What you need to do> Locate each line with the string "LobbyCoordinator" in the listing below and copy it.

• • • • •

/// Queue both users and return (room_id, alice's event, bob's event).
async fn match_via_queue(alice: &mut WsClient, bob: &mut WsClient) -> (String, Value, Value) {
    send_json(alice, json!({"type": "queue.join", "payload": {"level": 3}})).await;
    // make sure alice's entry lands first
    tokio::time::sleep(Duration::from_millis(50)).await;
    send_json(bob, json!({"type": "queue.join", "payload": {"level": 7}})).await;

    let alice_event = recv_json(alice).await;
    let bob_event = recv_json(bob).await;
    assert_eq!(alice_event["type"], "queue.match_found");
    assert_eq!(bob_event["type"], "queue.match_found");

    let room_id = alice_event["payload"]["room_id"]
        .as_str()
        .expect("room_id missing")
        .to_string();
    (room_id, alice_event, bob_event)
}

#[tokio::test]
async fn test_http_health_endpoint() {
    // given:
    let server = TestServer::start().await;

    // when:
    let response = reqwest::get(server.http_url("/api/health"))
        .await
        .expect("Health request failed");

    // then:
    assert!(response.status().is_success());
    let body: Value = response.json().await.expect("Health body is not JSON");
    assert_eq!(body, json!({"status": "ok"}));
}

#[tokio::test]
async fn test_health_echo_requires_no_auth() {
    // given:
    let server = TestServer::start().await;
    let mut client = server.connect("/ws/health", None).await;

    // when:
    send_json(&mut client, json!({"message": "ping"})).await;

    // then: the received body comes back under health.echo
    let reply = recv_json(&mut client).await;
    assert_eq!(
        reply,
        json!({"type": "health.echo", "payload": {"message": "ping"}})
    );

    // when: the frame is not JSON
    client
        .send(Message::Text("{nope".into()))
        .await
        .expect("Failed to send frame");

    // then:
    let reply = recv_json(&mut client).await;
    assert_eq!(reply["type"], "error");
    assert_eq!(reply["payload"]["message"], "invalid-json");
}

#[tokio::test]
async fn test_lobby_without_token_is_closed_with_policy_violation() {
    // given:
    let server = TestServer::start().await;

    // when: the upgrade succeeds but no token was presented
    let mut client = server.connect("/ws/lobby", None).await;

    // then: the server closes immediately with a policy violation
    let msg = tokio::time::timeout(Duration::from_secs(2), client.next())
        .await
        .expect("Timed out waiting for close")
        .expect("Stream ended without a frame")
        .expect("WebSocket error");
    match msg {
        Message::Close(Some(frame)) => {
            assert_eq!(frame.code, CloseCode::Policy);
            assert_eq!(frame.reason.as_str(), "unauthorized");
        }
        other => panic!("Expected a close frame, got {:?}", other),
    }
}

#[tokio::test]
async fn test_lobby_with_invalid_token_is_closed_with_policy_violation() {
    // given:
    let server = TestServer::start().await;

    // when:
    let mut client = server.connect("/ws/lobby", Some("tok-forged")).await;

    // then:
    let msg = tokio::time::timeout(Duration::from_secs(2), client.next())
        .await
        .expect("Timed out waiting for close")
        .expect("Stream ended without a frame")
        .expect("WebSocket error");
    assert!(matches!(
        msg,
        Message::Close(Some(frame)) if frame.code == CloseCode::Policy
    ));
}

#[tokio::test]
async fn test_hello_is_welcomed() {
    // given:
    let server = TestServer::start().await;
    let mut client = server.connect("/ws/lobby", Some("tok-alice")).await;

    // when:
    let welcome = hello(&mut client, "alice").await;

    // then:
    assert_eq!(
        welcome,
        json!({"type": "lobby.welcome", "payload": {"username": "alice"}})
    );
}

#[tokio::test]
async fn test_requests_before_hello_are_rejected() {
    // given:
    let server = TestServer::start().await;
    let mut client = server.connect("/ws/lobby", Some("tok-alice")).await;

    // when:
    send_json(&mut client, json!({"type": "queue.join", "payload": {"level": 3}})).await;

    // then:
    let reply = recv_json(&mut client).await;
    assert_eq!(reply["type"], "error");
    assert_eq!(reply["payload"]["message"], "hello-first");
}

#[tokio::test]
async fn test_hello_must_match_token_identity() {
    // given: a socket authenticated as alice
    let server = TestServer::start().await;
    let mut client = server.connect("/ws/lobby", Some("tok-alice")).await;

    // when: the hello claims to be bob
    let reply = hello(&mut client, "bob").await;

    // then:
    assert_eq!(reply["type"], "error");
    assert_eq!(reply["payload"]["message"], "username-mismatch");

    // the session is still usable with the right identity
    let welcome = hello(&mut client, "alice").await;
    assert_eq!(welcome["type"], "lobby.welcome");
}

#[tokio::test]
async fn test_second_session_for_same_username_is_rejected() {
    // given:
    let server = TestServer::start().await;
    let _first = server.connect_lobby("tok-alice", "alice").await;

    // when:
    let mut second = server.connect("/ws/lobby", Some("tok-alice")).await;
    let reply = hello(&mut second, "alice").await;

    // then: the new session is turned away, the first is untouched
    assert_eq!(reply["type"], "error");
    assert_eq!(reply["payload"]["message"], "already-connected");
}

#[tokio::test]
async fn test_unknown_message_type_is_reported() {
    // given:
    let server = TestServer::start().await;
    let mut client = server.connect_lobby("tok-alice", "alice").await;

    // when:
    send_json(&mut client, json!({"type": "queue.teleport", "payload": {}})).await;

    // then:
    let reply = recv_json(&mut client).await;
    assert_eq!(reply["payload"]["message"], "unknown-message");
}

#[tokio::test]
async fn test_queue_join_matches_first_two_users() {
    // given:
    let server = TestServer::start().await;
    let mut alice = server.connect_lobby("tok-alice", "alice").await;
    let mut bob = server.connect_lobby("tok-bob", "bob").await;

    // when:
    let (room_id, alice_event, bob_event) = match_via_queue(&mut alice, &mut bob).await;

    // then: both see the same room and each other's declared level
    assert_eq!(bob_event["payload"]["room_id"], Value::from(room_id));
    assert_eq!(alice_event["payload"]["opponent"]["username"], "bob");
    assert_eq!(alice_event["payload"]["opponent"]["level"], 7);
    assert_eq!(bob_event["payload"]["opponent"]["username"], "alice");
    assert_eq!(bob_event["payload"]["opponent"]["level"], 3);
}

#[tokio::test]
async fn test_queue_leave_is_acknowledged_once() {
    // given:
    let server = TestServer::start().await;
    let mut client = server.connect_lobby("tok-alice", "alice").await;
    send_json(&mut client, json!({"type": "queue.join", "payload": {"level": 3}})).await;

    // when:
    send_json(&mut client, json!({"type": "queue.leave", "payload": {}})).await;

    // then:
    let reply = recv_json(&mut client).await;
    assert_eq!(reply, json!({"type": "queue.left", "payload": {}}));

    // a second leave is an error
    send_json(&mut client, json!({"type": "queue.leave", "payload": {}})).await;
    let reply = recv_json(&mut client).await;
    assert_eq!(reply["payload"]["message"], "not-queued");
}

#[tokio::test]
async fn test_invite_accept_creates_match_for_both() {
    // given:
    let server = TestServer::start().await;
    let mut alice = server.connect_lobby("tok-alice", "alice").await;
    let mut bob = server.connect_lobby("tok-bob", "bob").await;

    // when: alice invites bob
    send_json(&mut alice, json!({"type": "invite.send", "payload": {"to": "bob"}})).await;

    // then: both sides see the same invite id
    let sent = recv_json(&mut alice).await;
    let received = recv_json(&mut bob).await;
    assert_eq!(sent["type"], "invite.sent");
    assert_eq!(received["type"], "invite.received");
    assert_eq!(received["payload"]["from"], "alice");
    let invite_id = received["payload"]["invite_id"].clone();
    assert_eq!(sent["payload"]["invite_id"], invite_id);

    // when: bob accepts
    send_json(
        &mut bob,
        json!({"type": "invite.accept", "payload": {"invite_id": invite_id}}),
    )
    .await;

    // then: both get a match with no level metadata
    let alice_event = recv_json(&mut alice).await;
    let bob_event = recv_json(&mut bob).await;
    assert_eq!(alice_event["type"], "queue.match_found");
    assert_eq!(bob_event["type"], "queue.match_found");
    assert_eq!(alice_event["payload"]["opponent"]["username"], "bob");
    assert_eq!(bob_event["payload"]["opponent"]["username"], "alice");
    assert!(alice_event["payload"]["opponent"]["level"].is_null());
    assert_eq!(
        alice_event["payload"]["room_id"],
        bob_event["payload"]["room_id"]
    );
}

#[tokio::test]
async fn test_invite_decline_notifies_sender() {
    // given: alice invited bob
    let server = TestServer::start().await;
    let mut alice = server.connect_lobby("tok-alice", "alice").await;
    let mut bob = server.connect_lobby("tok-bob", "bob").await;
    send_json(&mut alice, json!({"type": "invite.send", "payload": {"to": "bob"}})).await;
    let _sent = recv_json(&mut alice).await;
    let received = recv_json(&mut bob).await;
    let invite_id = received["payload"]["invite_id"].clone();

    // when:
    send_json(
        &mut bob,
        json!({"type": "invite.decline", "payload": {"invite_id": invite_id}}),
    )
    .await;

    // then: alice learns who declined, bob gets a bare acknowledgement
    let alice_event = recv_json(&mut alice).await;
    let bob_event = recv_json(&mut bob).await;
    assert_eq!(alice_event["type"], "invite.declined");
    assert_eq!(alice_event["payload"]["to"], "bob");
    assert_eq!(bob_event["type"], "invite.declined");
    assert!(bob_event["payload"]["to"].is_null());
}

• • • • •

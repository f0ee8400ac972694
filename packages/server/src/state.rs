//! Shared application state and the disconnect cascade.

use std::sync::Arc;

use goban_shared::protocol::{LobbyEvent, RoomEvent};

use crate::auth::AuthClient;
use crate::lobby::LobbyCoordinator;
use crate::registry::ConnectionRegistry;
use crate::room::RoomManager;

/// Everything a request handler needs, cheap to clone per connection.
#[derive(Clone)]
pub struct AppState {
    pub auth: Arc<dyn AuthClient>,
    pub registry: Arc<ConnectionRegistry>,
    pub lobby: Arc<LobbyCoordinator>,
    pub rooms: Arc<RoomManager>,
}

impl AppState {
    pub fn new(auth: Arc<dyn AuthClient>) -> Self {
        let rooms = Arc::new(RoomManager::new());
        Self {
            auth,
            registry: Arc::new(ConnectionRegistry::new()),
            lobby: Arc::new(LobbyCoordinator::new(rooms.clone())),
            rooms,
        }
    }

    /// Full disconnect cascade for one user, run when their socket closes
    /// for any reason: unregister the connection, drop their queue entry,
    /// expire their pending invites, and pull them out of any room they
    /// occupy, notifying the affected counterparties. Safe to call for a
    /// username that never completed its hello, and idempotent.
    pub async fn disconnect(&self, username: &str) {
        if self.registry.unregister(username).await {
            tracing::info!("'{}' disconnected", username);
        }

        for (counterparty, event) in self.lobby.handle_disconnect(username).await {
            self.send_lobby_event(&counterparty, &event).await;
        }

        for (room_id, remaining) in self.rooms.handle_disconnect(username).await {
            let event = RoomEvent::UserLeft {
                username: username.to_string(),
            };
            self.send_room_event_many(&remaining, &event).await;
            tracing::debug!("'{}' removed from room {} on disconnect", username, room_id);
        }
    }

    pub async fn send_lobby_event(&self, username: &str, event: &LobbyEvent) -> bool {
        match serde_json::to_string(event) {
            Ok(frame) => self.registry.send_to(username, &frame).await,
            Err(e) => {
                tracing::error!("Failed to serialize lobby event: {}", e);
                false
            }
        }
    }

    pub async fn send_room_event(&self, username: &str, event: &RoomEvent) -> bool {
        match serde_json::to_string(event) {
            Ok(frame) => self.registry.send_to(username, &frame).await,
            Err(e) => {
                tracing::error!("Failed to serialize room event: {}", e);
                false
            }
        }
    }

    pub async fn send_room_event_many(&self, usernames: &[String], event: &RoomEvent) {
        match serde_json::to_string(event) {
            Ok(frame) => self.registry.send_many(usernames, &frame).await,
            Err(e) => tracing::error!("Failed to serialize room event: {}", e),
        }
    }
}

• • • • •

Output for this exercise>
use crate::lobby::LobbyCoordinator;
    pub lobby: Arc<LobbyCoordinator>,
            lobby: Arc::new(LobbyCoordinator::new(rooms.clone())),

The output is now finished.